The Tucson Police Department hopes to hire dozens of officers by next summer, increasing its ranks after losing numerous positions to budget cuts and attrition.

That could give the department more than 900 officers, which is more than the previous couple of years but still about 100 positions fewer than the department had at its peak about four years ago, officials said.

There are currently 932 officers, although the department is authorized to have 973, said Assistant Chief John Leavitt. In September 2008, there were more than 1,100 police officers, he said.

Although the department wants to hire the officers by next June, which is the end of the 2013 fiscal year, the hires would add only about 66 extra officers, he said.

The remainder of the 150 would fill vacant positions left by those who are expected to retire, leave for other law enforcement agencies or drop out of the police academy, based on projections for the next year, he said.

"The bottom line is, we're a smaller department than before," Leavitt said.

The department normally loses about five officers per month, he said.

Several hiring grants that pay for new officers have enabled the department to regain some hiring momentum within the last couple of years despite the budget troubles.

The Tucson Police Department isn't the only agency looking for new officers.

The Pima County Sheriff's Department just closed its application process Friday and is hoping to hire up to 35 deputies, said Sgt. Dawn Barkman, a Pima County Sheriff's Department spokeswoman.

The Tucson Police Department does not have a set number of people it wants to hire for its next academy, but it will accept as many as it can, said Tucson Police Recruitment Officer Liz Skeenes.

The department will accept applications for the next police academy until Aug. 3, with the academy for those who are hired starting in January.

About 20 recruits are currently attending an academy that is scheduled to end next month, Skeenes said.

The department will hold a post-basic-training academy in October for newly hired officers who have already attended a police academy, he said.

One of those potential officers, Troy Lansdale, was among 13 cadets who graduated last week from Pima Community College's Law Enforcement Academy.

Lansdale has taken the written and physical tests and completed an oral interview board with Tucson police, he said.
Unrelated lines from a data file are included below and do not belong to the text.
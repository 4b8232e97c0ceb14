use std::fmt;
use std::time::Duration;

use futures_util::StreamExt;
use reqwest::header::{CONTENT_TYPE, USER_AGENT};

use crate::decode::decode_html;
use crate::extract::extract_paragraph_text;

pub const BROWSER_USER_AGENT: &str = "Mozilla/5.0 (Macintosh; Intel Mac OS X 10_15_7) \
AppleWebKit/537.36 (KHTML, like Gecko) Chrome/91.0.4472.124 Safari/537.36";

#[derive(Debug, Clone)]
pub struct FetchSettings {
    pub connect_timeout: Duration,
    pub request_timeout: Duration,
    pub redirect_limit: usize,
    pub max_bytes: u64,
    pub allowed_content_types: Vec<String>,
    pub user_agent: String,
}

impl Default for FetchSettings {
    fn default() -> Self {
        Self {
            connect_timeout: Duration::from_secs(10),
            request_timeout: Duration::from_secs(30),
            redirect_limit: 5,
            max_bytes: 5 * 1024 * 1024,
            allowed_content_types: vec![
                "text/html".to_string(),
                "application/xhtml+xml".to_string(),
            ],
            user_agent: BROWSER_USER_AGENT.to_string(),
        }
    }
}

#[derive(Debug, Clone, PartialEq, Eq)]
pub struct FetchError {
    pub kind: FetchFailure,
    pub message: String,
}

impl FetchError {
    pub(crate) fn new(kind: FetchFailure, message: impl Into<String>) -> Self {
        Self {
            kind,
            message: message.into(),
        }
    }
}

impl fmt::Display for FetchError {
    fn fmt(&self, f: &mut fmt::Formatter<'_>) -> fmt::Result {
        write!(f, "{}: {}", self.kind, self.message)
    }
}

impl std::error::Error for FetchError {}

#[derive(Debug, Clone, PartialEq, Eq)]
pub enum FetchFailure {
    InvalidUrl,
    HttpStatus(u16),
    Timeout,
    RedirectLimitExceeded,
    TooLarge { max_bytes: u64, actual: Option<u64> },
    UnsupportedContentType { content_type: String },
    Decode,
    Network,
}

impl fmt::Display for FetchFailure {
    fn fmt(&self, f: &mut fmt::Formatter<'_>) -> fmt::Result {
        match self {
            FetchFailure::InvalidUrl => write!(f, "invalid url"),
            FetchFailure::HttpStatus(code) => write!(f, "http status {code}"),
            FetchFailure::Timeout => write!(f, "timeout"),
            FetchFailure::RedirectLimitExceeded => write!(f, "redirect limit exceeded"),
            FetchFailure::TooLarge { max_bytes, actual } => {
                write!(f, "response too large (max {max_bytes}, actual {actual:?})")
            }
            FetchFailure::UnsupportedContentType { content_type } => {
                write!(f, "unsupported content type {content_type}")
            }
            FetchFailure::Decode => write!(f, "decode error"),
            FetchFailure::Network => write!(f, "network error"),
        }
    }
}

/// Turns an article URL into its plain paragraph text.
#[async_trait::async_trait]
pub trait ArticleFetcher: Send + Sync {
    async fn fetch_text(&self, url: &str) -> Result<String, FetchError>;
}

#[derive(Debug, Clone)]
pub struct ReqwestArticleFetcher {
    settings: FetchSettings,
    client: reqwest::Client,
}

impl ReqwestArticleFetcher {
    pub fn new(settings: FetchSettings) -> Result<Self, FetchError> {
        let redirect_limit = settings.redirect_limit;
        let policy = reqwest::redirect::Policy::custom(move |attempt| {
            if attempt.previous().len() >= redirect_limit {
                attempt.error("redirect limit exceeded")
            } else {
                attempt.follow()
            }
        });

        let client = reqwest::Client::builder()
            .connect_timeout(settings.connect_timeout)
            .timeout(settings.request_timeout)
            .redirect(policy)
            .build()
            .map_err(|err| FetchError::new(FetchFailure::Network, err.to_string()))?;
        Ok(Self { settings, client })
    }

    fn is_content_type_allowed(&self, content_type: &str) -> bool {
        let ct = content_type.split(';').next().unwrap_or(content_type).trim();
        self.settings
            .allowed_content_types
            .iter()
            .any(|allowed| allowed.eq_ignore_ascii_case(ct))
    }

    /// Downloads the page body, enforcing the size cap and content-type list.
    pub async fn fetch_html(&self, url: &str) -> Result<String, FetchError> {
        let parsed = reqwest::Url::parse(url)
            .map_err(|err| FetchError::new(FetchFailure::InvalidUrl, err.to_string()))?;

        let response = self
            .client
            .get(parsed)
            .header(USER_AGENT, self.settings.user_agent.as_str())
            .send()
            .await
            .map_err(map_reqwest_error)?;

        let status = response.status();
        if !status.is_success() {
            return Err(FetchError::new(
                FetchFailure::HttpStatus(status.as_u16()),
                status.to_string(),
            ));
        }

        if let Some(content_len) = response.content_length() {
            if content_len > self.settings.max_bytes {
                return Err(FetchError::new(
                    FetchFailure::TooLarge {
                        max_bytes: self.settings.max_bytes,
                        actual: Some(content_len),
                    },
                    "response too large",
                ));
            }
        }

        let content_type = response
            .headers()
            .get(CONTENT_TYPE)
            .and_then(|value| value.to_str().ok())
            .map(|value| value.to_string());

        if let Some(ct) = content_type.as_deref() {
            if !self.is_content_type_allowed(ct) {
                return Err(FetchError::new(
                    FetchFailure::UnsupportedContentType {
                        content_type: ct.to_string(),
                    },
                    "unsupported content type",
                ));
            }
        }

        let mut bytes = Vec::new();
        let mut stream = response.bytes_stream();
        while let Some(chunk) = stream.next().await {
            let chunk = chunk.map_err(map_reqwest_error)?;
            let next_len = bytes.len() as u64 + chunk.len() as u64;
            if next_len > self.settings.max_bytes {
                return Err(FetchError::new(
                    FetchFailure::TooLarge {
                        max_bytes: self.settings.max_bytes,
                        actual: Some(next_len),
                    },
                    "response too large",
                ));
            }
            bytes.extend_from_slice(&chunk);
        }

        decode_html(&bytes, content_type.as_deref())
            .map(|decoded| decoded.html)
            .map_err(|err| FetchError::new(FetchFailure::Decode, err.to_string()))
    }
}

#[async_trait::async_trait]
impl ArticleFetcher for ReqwestArticleFetcher {
    async fn fetch_text(&self, url: &str) -> Result<String, FetchError> {
        let html = self.fetch_html(url).await?;
        Ok(extract_paragraph_text(&html))
    }
}

fn map_reqwest_error(err: reqwest::Error) -> FetchError {
    if err.is_timeout() {
        return FetchError::new(FetchFailure::Timeout, err.to_string());
    }
    if err.is_redirect() {
        return FetchError::new(FetchFailure::RedirectLimitExceeded, err.to_string());
    }
    FetchError::new(FetchFailure::Network, err.to_string())
}
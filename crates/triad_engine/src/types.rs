use std::fmt;

use triad_core::{BackendOutcome, OperationId, OperationKind};

#[derive(Debug, Clone, PartialEq, Eq)]
pub enum EngineEvent {
    /// Every backend call of the operation has settled.
    FanOutCompleted {
        operation: OperationId,
        kind: OperationKind,
        outcomes: Vec<BackendOutcome>,
    },
    /// The operation failed before any backend call was made.
    FanOutFailed {
        operation: OperationId,
        kind: OperationKind,
        message: String,
    },
}

/// Failure of a single backend call.
#[derive(Debug, Clone, PartialEq, Eq)]
pub struct BackendError {
    pub kind: FailureKind,
    pub message: String,
}

impl BackendError {
    pub(crate) fn new(kind: FailureKind, message: impl Into<String>) -> Self {
        Self {
            kind,
            message: message.into(),
        }
    }
}

impl fmt::Display for BackendError {
    fn fmt(&self, f: &mut fmt::Formatter<'_>) -> fmt::Result {
        if self.message.is_empty() {
            write!(f, "{}", self.kind)
        } else {
            write!(f, "{}: {}", self.kind, self.message)
        }
    }
}

impl std::error::Error for BackendError {}

#[derive(Debug, Clone, PartialEq, Eq)]
pub enum FailureKind {
    InvalidUrl,
    HttpStatus(u16),
    Timeout,
    Network,
    InvalidResponse,
}

impl fmt::Display for FailureKind {
    fn fmt(&self, f: &mut fmt::Formatter<'_>) -> fmt::Result {
        match self {
            FailureKind::InvalidUrl => write!(f, "invalid url"),
            FailureKind::HttpStatus(code) => write!(f, "http status {code}"),
            FailureKind::Timeout => write!(f, "timeout"),
            FailureKind::Network => write!(f, "network error"),
            FailureKind::InvalidResponse => write!(f, "invalid response"),
        }
    }
}

/// Failures that take down a whole operation rather than one backend slot.
#[derive(Debug, thiserror::Error)]
pub enum EngineError {
    #[error("could not encode request payload: {0}")]
    Encode(#[from] serde_json::Error),
    #[error("invalid server url {url}: {source}")]
    InvalidBaseUrl {
        url: String,
        #[source]
        source: url::ParseError,
    },
    #[error("could not build http client: {0}")]
    Client(String),
    #[error("could not start runtime: {0}")]
    Runtime(#[from] std::io::Error),
}
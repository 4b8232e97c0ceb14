use triad_core::{AppViewModel, Backend, InputMode, Msg};

pub const HELP: &str = "\
Commands:
  mode url|text        switch the article input
  url <URL>            set the article URL
  text <TEXT>          append a line to the pasted article
  clear-text           empty the pasted article
  prompt <TEXT>        custom instruction for the next submit (empty resets)
  submit               summarize with all three models
  refine <TEXT>        follow-up instruction on the last article
  tab gemini|chatgpt|claude
  show                 redraw the screen
  help                 this text
  quit";

#[derive(Debug, Clone, PartialEq, Eq)]
pub enum Command {
    Mode(InputMode),
    Url(String),
    Text(String),
    ClearText,
    Prompt(String),
    Submit,
    Refine(String),
    Tab(Backend),
    Show,
    Help,
    Quit,
}

#[derive(Debug, Clone, PartialEq, Eq, thiserror::Error)]
pub enum CommandError {
    #[error("unknown command '{0}', type 'help'")]
    Unknown(String),
    #[error("'{0}' needs an argument")]
    MissingArgument(&'static str),
    #[error("unknown input mode '{0}', expected url or text")]
    InvalidMode(String),
    #[error("unknown model '{0}', expected gemini, chatgpt or claude")]
    InvalidBackend(String),
}

/// Parses one input line. Blank lines yield `None`.
pub fn parse_command(line: &str) -> Result<Option<Command>, CommandError> {
    let line = line.trim_end_matches(['\r', '\n']);
    let trimmed = line.trim_start();
    if trimmed.trim().is_empty() {
        return Ok(None);
    }
    let (word, rest) = match trimmed.split_once(char::is_whitespace) {
        Some((word, rest)) => (word, rest),
        None => (trimmed, ""),
    };
    // Arguments keep their inner spacing; only the separator is dropped.
    let arg = rest.strip_prefix(' ').unwrap_or(rest);

    let command = match word.to_ascii_lowercase().as_str() {
        "mode" => match arg.trim().to_ascii_lowercase().as_str() {
            "url" => Command::Mode(InputMode::Url),
            "text" => Command::Mode(InputMode::Text),
            "" => return Err(CommandError::MissingArgument("mode")),
            other => return Err(CommandError::InvalidMode(other.to_string())),
        },
        "url" => Command::Url(arg.trim().to_string()),
        "text" => Command::Text(arg.to_string()),
        "clear-text" => Command::ClearText,
        "prompt" => Command::Prompt(arg.to_string()),
        "submit" => Command::Submit,
        "refine" => Command::Refine(arg.to_string()),
        "tab" => {
            let name = arg.trim();
            if name.is_empty() {
                return Err(CommandError::MissingArgument("tab"));
            }
            Command::Tab(
                Backend::from_id(name).ok_or_else(|| CommandError::InvalidBackend(name.into()))?,
            )
        }
        "show" => Command::Show,
        "help" | "?" => Command::Help,
        "quit" | "exit" => Command::Quit,
        other => return Err(CommandError::Unknown(other.to_string())),
    };
    Ok(Some(command))
}

/// Messages a command feeds into the state machine; terminal-only commands map to none.
pub fn to_msgs(command: Command, view: &AppViewModel) -> Vec<Msg> {
    match command {
        Command::Mode(mode) => vec![Msg::InputModeSelected(mode)],
        Command::Url(url) => vec![Msg::UrlInputChanged(url)],
        Command::Text(line) => {
            let text = if view.text_input.is_empty() {
                line
            } else {
                format!("{}\n{}", view.text_input, line)
            };
            vec![Msg::TextInputChanged(text)]
        }
        Command::ClearText => vec![Msg::TextInputChanged(String::new())],
        Command::Prompt(prompt) => vec![Msg::PromptInputChanged(prompt)],
        Command::Submit => vec![Msg::NoticeDismissed, Msg::SubmitClicked],
        Command::Refine(prompt) => vec![
            Msg::NoticeDismissed,
            Msg::FollowUpInputChanged(prompt),
            Msg::RefineClicked,
        ],
        Command::Tab(backend) => vec![Msg::TabSelected(backend)],
        Command::Show | Command::Help | Command::Quit => Vec::new(),
    }
}

#[cfg(test)]
mod tests {
    use pretty_assertions::assert_eq;
    use triad_core::AppState;

    use super::*;

    #[test]
    fn parses_commands_with_arguments() {
        assert_eq!(
            parse_command("url https://example.com/a \n"),
            Ok(Some(Command::Url("https://example.com/a".into())))
        );
        assert_eq!(
            parse_command("mode TEXT"),
            Ok(Some(Command::Mode(InputMode::Text)))
        );
        assert_eq!(
            parse_command("tab ChatGPT"),
            Ok(Some(Command::Tab(Backend::ChatGpt)))
        );
        assert_eq!(
            parse_command("refine Make it  shorter"),
            Ok(Some(Command::Refine("Make it  shorter".into())))
        );
    }

    #[test]
    fn bare_refine_is_an_empty_instruction() {
        assert_eq!(parse_command("refine"), Ok(Some(Command::Refine(String::new()))));
    }

    #[test]
    fn blank_lines_are_ignored() {
        assert_eq!(parse_command("   \r\n"), Ok(None));
    }

    #[test]
    fn errors_name_the_problem() {
        assert_eq!(
            parse_command("fetch x"),
            Err(CommandError::Unknown("fetch".into()))
        );
        assert_eq!(
            parse_command("tab llama"),
            Err(CommandError::InvalidBackend("llama".into()))
        );
        assert_eq!(parse_command("mode"), Err(CommandError::MissingArgument("mode")));
    }

    #[test]
    fn text_lines_accumulate() {
        let mut view = AppState::new().view();
        let msgs = to_msgs(Command::Text("first".into()), &view);
        assert_eq!(msgs, vec![Msg::TextInputChanged("first".into())]);

        view.text_input = "first".into();
        let msgs = to_msgs(Command::Text("second".into()), &view);
        assert_eq!(msgs, vec![Msg::TextInputChanged("first\nsecond".into())]);
    }

    #[test]
    fn refine_sets_instruction_then_clicks() {
        let view = AppState::new().view();
        assert_eq!(
            to_msgs(Command::Refine("Shorter".into()), &view),
            vec![
                Msg::NoticeDismissed,
                Msg::FollowUpInputChanged("Shorter".into()),
                Msg::RefineClicked
            ]
        );
    }
}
The Police Department is now conducting a background check on Lansdale before doing a polygraph test, he said.

If Lansdale passes the background check and the polygraph, he'll have to attend the post-basic-training academy before moving on to field training with the department.

He also has applied to the Oro Valley Police Department.

The Tucson Police Department has a rigorous hiring process, even for newly certified officers like Lansdale.

However, Lansdale likes the department's advancement opportunities.

"It's a big agency, big enough that, when you get in, you can move in to a special assignment," he said. "After three years, you can progress to whatever specialty you want to do."

Police officials are optimistic the new officers will help provide an increased police presence and better service than in recent years.

Although the staffing situation is improving, it still likely won't be enough to bring back certain officer assignments or other services, he said.

In 2010, TPD moved officers working on special units such as the DUI squad and motorcycle officers to regular patrols to keep more officers on the street.

Leavitt said the department is hoping to fully restore the number of motorcycle officers, which was cut from 32 to 16. There are now 24 motorcycle officers.

"We hope to work on traffic-safety issues that have been deferred" for the last couple of years, he said.

The department also stopped responding to vehicle crashes unless someone was injured, a driver seemed impaired or a crash was blocking the road.

Response times for 911 calls have also increased over the years.

Between July 2011 and May, it took 96 minutes for police to respond to low-priority calls such as residential burglaries, according to department statistics.

It took 70 minutes for the same calls between July 2010 and June 2011.

"We're cautiously optimistic to see an improving staffing picture this year," Leavitt said. "We're not going to be where we were. The new normal is more than a 10 percent reduction."